- Coat of arms
- Country: Hungary
- County: Szabolcs-Szatmár-Bereg

Area
- • Total: 21.82 km^{2} (8.42 sq mi)

Population (2015)
- • Total: 1,293
- • Density: 59.3/km^{2} (154/sq mi)
- Time zone: UTC+1 (CET)
- • Summer (DST): UTC+2 (CEST)
- Postal code: 4466
- Area code: 42
- Website: timar.hu

= Timár =

Location of Szabolcs-Szatmar-Bereg county in Hungary

Timár is a village in Szabolcs-Szatmár-Bereg county, in the Northern Great Plain region of eastern Hungary.

==Geography==
It covers an area of 21.82 km2 and has a population of 1293 people (2015).

== History ==
As early as 1067, the name of the settlement was mentioned in a charter belonging to the castle of Szabolcs and the residence of the tanners serving the castle. his name was still written in the form of Vense at that time. His later name certainly comes from the tannery occupation of its former inhabitants.

The village was probably destroyed during the Tartar invasion because in 1245 it was only called a wilderness. After the Tartar invasion, King Bela gave it to Stephen of the Gutkeled family. In 1347 his landlords were the Báthorians, then the Transylvanian prince István Bethlen, later the Rákóczians, II. György Rákóczi and II. It became the property of Ferenc Rákóczi, until the peace of Szatmár, and was part of the Ecsedi estate.

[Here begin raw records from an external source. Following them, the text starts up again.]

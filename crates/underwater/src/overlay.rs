//! Time-smoothed opacity of the underwater overlay.

use serde::{Deserialize, Serialize};

/// Upper bound of the overlay opacity.
pub const MAX_OVERLAY_OPACITY: f32 = 0.95;

/// Ramp rates of the underwater overlay, in opacity per second.
#[derive(Debug, Clone, Copy, PartialEq, Serialize, Deserialize)]
#[serde(default)]
pub struct OverlayConfig {
    /// Opacity reached while submerged; clamped to [`MAX_OVERLAY_OPACITY`].
    pub target: f32,
    pub rise_per_second: f32,
    pub fall_per_second: f32,
}

impl Default for OverlayConfig {
    fn default() -> Self {
        Self {
            target: MAX_OVERLAY_OPACITY,
            rise_per_second: 1.2,
            fall_per_second: 3.0,
        }
    }
}

/// Opacity that eases toward its target at frame-rate independent rates.
#[derive(Debug, Clone, Copy, PartialEq)]
pub struct SmoothedOverlay {
    target: f32,
    rise: f32,
    fall: f32,
    value: f32,
}

impl SmoothedOverlay {
    pub fn new(config: OverlayConfig) -> Self {
        // `f32::max` maps NaN to the other operand.
        Self {
            target: config.target.max(0.0).min(MAX_OVERLAY_OPACITY),
            rise: config.rise_per_second.max(0.0),
            fall: config.fall_per_second.max(0.0),
            value: 0.0,
        }
    }

    pub fn value(&self) -> f32 {
        self.value
    }

    pub fn target_for(&self, below: bool) -> f32 {
        if below { self.target } else { 0.0 }
    }

    /// Advance by `dt` seconds. Never overshoots the target; a negative or
    /// non-finite `dt` leaves the value untouched.
    pub fn update(&mut self, below: bool, dt: f32) -> f32 {
        if !dt.is_finite() || dt < 0.0 {
            tracing::trace!(dt, "ignoring overlay step");
            return self.value;
        }
        let target = self.target_for(below);
        self.value = if self.value < target {
            (self.value + self.rise * dt).min(target)
        } else {
            (self.value - self.fall * dt).max(target)
        }
        .clamp(0.0, MAX_OVERLAY_OPACITY);
        self.value
    }

    pub fn reset(&mut self) {
        self.value = 0.0;
    }
}

impl Default for SmoothedOverlay {
    fn default() -> Self {
        Self::new(OverlayConfig::default())
    }
}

After the Peace of Satu Mare, it became the treasury, which in the late 1700s populated the village, which had been essentially destroyed again, with Roman Catholic and Greek Catholic Ruthenian settlers.

In a large fire in 1800, the village was almost completely burned down but was soon rebuilt.

The settlement remained the property of the treasury until 1848, when the serfs were liberated.

Among its old place names it was recorded at the beginning of the 20th century: Luka-Back, Péterke-side, Godolya, Aranyos, Sváb-út, Csorka, Megyesi-dűlő, Dányi dülő, Bika meadow, Butyka shore, Miadon shore, Mogyorós, Great lake, Kistisza, Owl Nail and Iron Gate sand names.

It was a settlement that melted on the border of Tímár and has now disappeared: Erkete (Erekcse), which is mentioned in a 15th century charter as a settlement adjacent to Tímár, but the Dl. His charter of 1367 also mentions a settlement called Vécse as a neighbor of Tímár.